Your task: Read through the entries below and copy each line where "tests" turns up.

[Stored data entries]
++++++

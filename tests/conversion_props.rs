// Copyright (c) 2025 Soumyadip Sarkar.
// All rights reserved.
//
// This source code is licensed under the license found in the
// LICENSE file in the root directory of this source tree.

//! Property tests for the USD pivot.

use fxpivot::fx::{CurrencyCode, MoneyRecord, aggregate, convert, from_usd, to_usd};
use proptest::prelude::*;
use rust_decimal::Decimal;

/// 0.01 to 1,000,000.00
fn amount() -> impl Strategy<Value = Decimal> {
    (1i64..100_000_000i64).prop_map(|cents| Decimal::new(cents, 2))
}

/// 0.0001 to 10,000.0000
fn rate() -> impl Strategy<Value = Decimal> {
    (1i64..100_000_000i64).prop_map(|v| Decimal::new(v, 4))
}

fn fiat() -> impl Strategy<Value = CurrencyCode> {
    prop::sample::select(vec!["ARS", "EUR", "BRL", "JPY", "GBP"]).prop_map(CurrencyCode::new)
}

fn any_code() -> impl Strategy<Value = CurrencyCode> {
    prop::sample::select(vec!["ARS", "EUR", "BTC", "ETH", "USD", "USDT"]).prop_map(CurrencyCode::new)
}

proptest! {
    #![proptest_config(ProptestConfig::with_cases(200))]

    #[test]
    fn same_currency_is_identity(a in amount(), ccy in any_code(), r1 in rate(), r2 in rate()) {
        prop_assert_eq!(convert(a, &ccy, Some(r1), &ccy, Some(r2)), a);
        prop_assert_eq!(convert(a, &ccy, None, &ccy, None), a);
    }

    #[test]
    fn results_are_cents(a in amount(), ccy in any_code(), r in rate()) {
        let usd = to_usd(a, &ccy, Some(r));
        prop_assert_eq!(usd, usd.round_dp(2));
        let back = from_usd(a, &ccy, Some(r));
        prop_assert_eq!(back, back.round_dp(2));
    }

    #[test]
    fn cross_conversion_goes_through_usd(
        a in amount(),
        src in any_code(),
        tgt in any_code(),
        rs in rate(),
        rt in rate(),
    ) {
        prop_assume!(src != tgt);
        let usd = to_usd(a, &src, Some(rs));
        let expected = if tgt.is_usd() { usd } else { from_usd(usd, &tgt, Some(rt)) };
        prop_assert_eq!(convert(a, &src, Some(rs), &tgt, Some(rt)), expected);
    }

    #[test]
    fn missing_or_zero_rate_yields_zero(a in amount(), ccy in fiat()) {
        prop_assert_eq!(to_usd(a, &ccy, None), Decimal::ZERO);
        prop_assert_eq!(to_usd(a, &ccy, Some(Decimal::ZERO)), Decimal::ZERO);
        prop_assert_eq!(from_usd(a, &ccy, Some(Decimal::NEGATIVE_ONE)), Decimal::ZERO);
    }

    #[test]
    fn sign_is_symmetric(a in amount(), ccy in any_code(), r in rate()) {
        prop_assert_eq!(to_usd(-a, &ccy, Some(r)), -to_usd(a, &ccy, Some(r)));
    }

    #[test]
    fn fiat_round_trip_stays_within_a_cent_of_usd(a in amount(), ccy in fiat(), r in rate()) {
        let back = from_usd(to_usd(a, &ccy, Some(r)), &ccy, Some(r));
        // half a cent of USD is r/200 units, plus the final rounding
        let bound = r / Decimal::from(200) + Decimal::new(1, 2);
        prop_assert!((back - a).abs() <= bound, "{} came back as {}", a, back);
    }

    #[test]
    fn totals_ignore_record_order(
        entries in prop::collection::vec((amount(), any_code(), rate()), 1..20),
        display_rate in rate(),
    ) {
        let records: Vec<MoneyRecord> = entries
            .into_iter()
            .map(|(a, ccy, r)| MoneyRecord::with_rate(a, ccy, Some(r), None))
            .collect();
        let mut reversed = records.clone();
        reversed.reverse();
        let eur = CurrencyCode::new("EUR");
        let forward = aggregate(&records, &eur, |_| Some(display_rate));
        let backward = aggregate(&reversed, &eur, |_| Some(display_rate));
        prop_assert_eq!(forward, backward);
    }
}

++++++

Solved problem:
filename tests/conversion_props.rs
//! Property tests for the USD pivot.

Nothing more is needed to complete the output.